German Conservatism After 1945
--- Bertil Häggman recenserar
"Die kupierte Alternative – Konservatismus in Deutschland nach 1945"
av Frank-Lothar Kroll ---
Once again the publishing house Duncker & Humblot in Berlin has provided conservatives worldwide with an excellent collection of essays on modern German conservatism. (Die kupierte Alternative – Konservatismus in Deutschland nach 1945; Hrsg. Frank-Lothar Kroll, Berlin: Duncker & Humblot, 347 pp.).
First a few words about the foundation behind this and other books on German conservatism. Foerderstiftung Konservative Bildung und Forschung is led by Dr. Caspar von Schrenck-Notzing in Munich, a highly admired expert on the subject of German conservatism and conservatism in general. He was th editor-in-chief for many years of Criticón, a high quality journal of the German right in Munich. This reviewer had the pleasure of contributing a number of articles to Criticón. After leaving as head of the journal Schrenck-Notzing led the forming of thefoundation and in 1996 was the editor of a lexicon on conservatism (C. von Schrenck-Notzing; Hrsg., Lexikon des Konservatismus, Graz – Stuttgart, 1996).
In 2000 the foundation initiated a series of high quality books on aspects of German conservatism: Studien und Texte zur Erforschung des Konservatismus. The founder edited the first volume in the series: Stand und Probleme der Erforschung des Konservatismus, 242 pp.
Later that year Duncker & Humblot published J.P. Mueller’s Werteverfassung und Werteverfall – Eine kulturkritische Betrachtung, 128 pp.

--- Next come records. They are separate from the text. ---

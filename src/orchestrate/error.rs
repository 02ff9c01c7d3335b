use crate::topology::Role;
use std::io;
use thiserror::Error;

#[derive(Error, Debug)]
pub enum LaunchError {
    #[error("failed to spawn {role} process: {source}")]
    Spawn {
        role: Role,
        #[source]
        source: io::Error,
    },

    #[error("failed to determine current executable: {0}")]
    CurrentExe(#[source] io::Error),
}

Next year it was time to present an importannt study on Prussian conservatism by B. Ruetz: Der preussische Konservatismus im Kampf gegen Einheit und Freiheit; 213 pp.). In 2003 followed Hans-Christof Kraus (Hrsg.), Konservative Zeitschriften zwischen Kaiserreich und Diktatur – Fuenf Fallstudien; 186 pp.

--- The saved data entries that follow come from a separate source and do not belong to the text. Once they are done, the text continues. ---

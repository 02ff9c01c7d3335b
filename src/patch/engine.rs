//! Pure patch engine over an in-memory line sequence.
//!
//! Lines keep their own terminator so that joining the sequence back gives
//! the original bytes for every untouched line. Insertion never mutates the
//! input; it builds a new sequence.

use crate::patch::error::{Marker, PatchError};

/// Line terminator as it appeared in the source.
#[derive(Debug, Clone, Copy, PartialEq, Eq)]
pub enum Eol {
    Lf,
    CrLf,
    /// Final line without a terminator.
    None,
}

impl Eol {
    pub fn as_str(self) -> &'static str {
        match self {
            Eol::Lf => "\n",
            Eol::CrLf => "\r\n",
            Eol::None => "",
        }
    }
}

#[derive(Debug, Clone, PartialEq, Eq)]
pub struct Line {
    pub text: String,
    pub eol: Eol,
}

impl Line {
    pub fn new(text: impl Into<String>, eol: Eol) -> Self {
        Self {
            text: text.into(),
            eol,
        }
    }
}

/// Result of a successful insertion.
#[derive(Debug, Clone)]
pub struct Insertion {
    pub lines: Vec<Line>,
    /// Zero-based index of the start marker line.
    pub marker_index: usize,
}

/// Split text into lines, keeping `\n` / `\r\n` per line.
pub fn split_lines(input: &str) -> Vec<Line> {
    let mut out = Vec::new();
    let mut rest = input;
    while !rest.is_empty() {
        match rest.find('\n') {
            Some(idx) => {
                let raw = &rest[..idx];
                let line = match raw.strip_suffix('\r') {
                    Some(text) => Line::new(text, Eol::CrLf),
                    None => Line::new(raw, Eol::Lf),
                };
                out.push(line);
                rest = &rest[idx + 1..];
            }
            None => {
                out.push(Line::new(rest, Eol::None));
                break;
            }
        }
    }
    out
}

pub fn join_lines(lines: &[Line]) -> String {
    let mut out = String::with_capacity(lines.iter().map(|l| l.text.len() + 2).sum());
    for line in lines {
        out.push_str(&line.text);
        out.push_str(line.eol.as_str());
    }
    out
}

fn find_start(lines: &[Line], start: &str) -> Result<usize, PatchError> {
    lines
        .iter()
        .position(|l| l.text == start)
        .ok_or_else(|| PatchError::MarkerNotFound {
            marker: Marker::Start,
            text: start.to_string(),
        })
}

/// Insert `block` directly after the first line equal to `start`.
///
/// A line equal to `end` must follow the start marker. Inserted lines take the
/// start marker's terminator, which is never `Eol::None` here because at least
/// the end marker follows it.
pub fn insert_after_marker(
    lines: &[Line],
    start: &str,
    end: &str,
    block: &[String],
) -> Result<Insertion, PatchError> {
    let marker_index = find_start(lines, start)?;

    if !lines[marker_index + 1..].iter().any(|l| l.text == end) {
        return Err(PatchError::MarkerNotFound {
            marker: Marker::End,
            text: end.to_string(),
        });
    }

    let eol = lines[marker_index].eol;
    let mut out = Vec::with_capacity(lines.len() + block.len());
    out.extend_from_slice(&lines[..=marker_index]);
    out.extend(block.iter().map(|text| Line::new(text.as_str(), eol)));
    out.extend_from_slice(&lines[marker_index + 1..]);

    Ok(Insertion {
        lines: out,
        marker_index,
    })
}

/// True if the lines right after the start marker already equal `block`.
///
/// Only used when the caller opts in; a plain patch inserts unconditionally.
pub fn is_applied(lines: &[Line], start: &str, block: &[String]) -> bool {
    let Ok(idx) = find_start(lines, start) else {
        return false;
    };
    let after = &lines[idx + 1..];
    !block.is_empty()
        && after.len() >= block.len()
        && after.iter().zip(block).all(|(line, want)| &line.text == want)
}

Last year it was time for a political biography of a prominent German conservative (W. Nitschke, Adolf Heinrich Graf v. Arnim-Boitzenburg [1903 – 1868] – Eine politische Biographie; 462 pp.)

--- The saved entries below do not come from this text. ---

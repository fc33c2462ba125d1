use std::collections::HashMap;
use std::sync::Mutex;
use std::time::{Duration, Instant};

#[derive(Debug)]
struct ThrottleEntry {
    last_emitted: Instant,
    suppressed: u64,
}

/// 按键限速的日志节流器：同一个键在间隔内只放行一次
///
/// 用于低照度、断线重连这类会持续刷屏的告警。
#[derive(Debug)]
pub struct LogThrottle {
    interval: Duration,
    entries: Mutex<HashMap<String, ThrottleEntry>>,
}

impl LogThrottle {
    pub fn new(interval: Duration) -> Self {
        Self {
            interval,
            entries: Mutex::new(HashMap::new()),
        }
    }

    /// 判断是否应该输出
    pub fn allow(&self, key: &str) -> bool {
        self.allow_at(key, Instant::now())
    }

    pub fn allow_at(&self, key: &str, now: Instant) -> bool {
        let mut entries = self.entries.lock().unwrap_or_else(|e| e.into_inner());

        match entries.get_mut(key) {
            Some(entry) if now.saturating_duration_since(entry.last_emitted) < self.interval => {
                entry.suppressed += 1;
                false
            }
            Some(entry) => {
                entry.last_emitted = now;
                entry.suppressed = 0;
                true
            }
            None => {
                entries.insert(
                    key.to_string(),
                    ThrottleEntry {
                        last_emitted: now,
                        suppressed: 0,
                    },
                );
                true
            }
        }
    }

    /// 自上次放行以来被抑制的次数
    pub fn suppressed(&self, key: &str) -> u64 {
        let entries = self.entries.lock().unwrap_or_else(|e| e.into_inner());
        entries.get(key).map_or(0, |e| e.suppressed)
    }
}

impl Default for LogThrottle {
    fn default() -> Self {
        Self::new(Duration::from_secs(5))
    }
}

#[cfg(test)]
mod tests {
    use super::*;

    #[test]
    fn test_throttle_per_key() {
        let throttle = LogThrottle::new(Duration::from_secs(5));
        let t0 = Instant::now();

        assert!(throttle.allow_at("CAM-WA-001", t0));
        assert!(!throttle.allow_at("CAM-WA-001", t0 + Duration::from_secs(1)));
        assert!(!throttle.allow_at("CAM-WA-001", t0 + Duration::from_secs(4)));
        assert_eq!(throttle.suppressed("CAM-WA-001"), 2);

        // 不同键互不影响
        assert!(throttle.allow_at("CAM-PL-001", t0 + Duration::from_secs(1)));

        assert!(throttle.allow_at("CAM-WA-001", t0 + Duration::from_secs(5)));
        assert_eq!(throttle.suppressed("CAM-WA-001"), 0);
    }

    #[test]
    fn test_zero_interval_always_allows() {
        let throttle = LogThrottle::new(Duration::ZERO);
        let t0 = Instant::now();
        for _ in 0..10 {
            assert!(throttle.allow_at("key", t0));
        }
    }
}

Anticommunism and Tradition
After the collapse of Hitler’s tyranny there was in Germany for around two decades a highly active conservative political and intellectual activity supported by the CDU/CSU led government of Bundeskanzler Dr. Konrad Adenauer. The latter was a catholic from the Rhineland and a leading personality of Christian Catholic conservatism.
Then there was the strand of Prussian conservatism in the north (Hans-Joachim Schoeps, Hans Georg von Studnitz, and Hans-Joachim von Merkatz). Finally should be mentioned the very special strand of German conservatism named ”technocratic conservatism” (Hans Freyer, Arnold Gehlen, and Ernst Forsthoff).
Anticommunism was a strong component of conservatism in Germany after the war. The Soviet Zone (East Germany, SBZ) was not diplomatically recognized (this came later with the social democratic governments in the 1970s). Another important base was the Burkean belief in family and tradition. Germans expelled from East Prussia, Pomerania, Silesia, and the Sudeten area often supported conservative believes among the parties of the right.
The new book in seperate essays presents a group of leading conservative opinion makers: Hans Zehrer (closely connected to the conservative Springer press empire), Eric Voegelin (also a leading conservative voice at his time in the United States) and last but not least the American-Jewish intellectual William S. Schlamm. He was born in Austria and fled Hitler to the United States. Later he returned to his European home continent and crusaded for a German nuclear arsenal against the Soviets.
Finally Stefan Winckler adds an essay on conservatism in Germany after 1991 (”Konservative Intelligenz im vereinigten Deutschland”).
The intiative of von Schrenck-Notzing is a useful model for the study of conservatism in all EU-countries. As a Swedish author I am naturally thinking of countries such as Sweden, Denmark and Finland. In Sweden Konservativt Forum, an ideological center for conservative debate and information based in Uppsala, is an important nucleus. If this group could attract the interest of conservative newspapers in Sweden to fund a project on a lexicon of conservatism and initiate a series of books on Swedish conservatism, this would be a fine contribution to the study of conservatism in a country ruled by socialists since 1932. At present socialist ideologues in Sweden are weak and and the system only admired by tyrants like Lukashenko of Belorussia and the suspected war criminal Slobodan Milosevic in The Hague.
Mr. Bertil Häggman, Sweden, is born in 1940 and has written 150+ books and articles in various languages.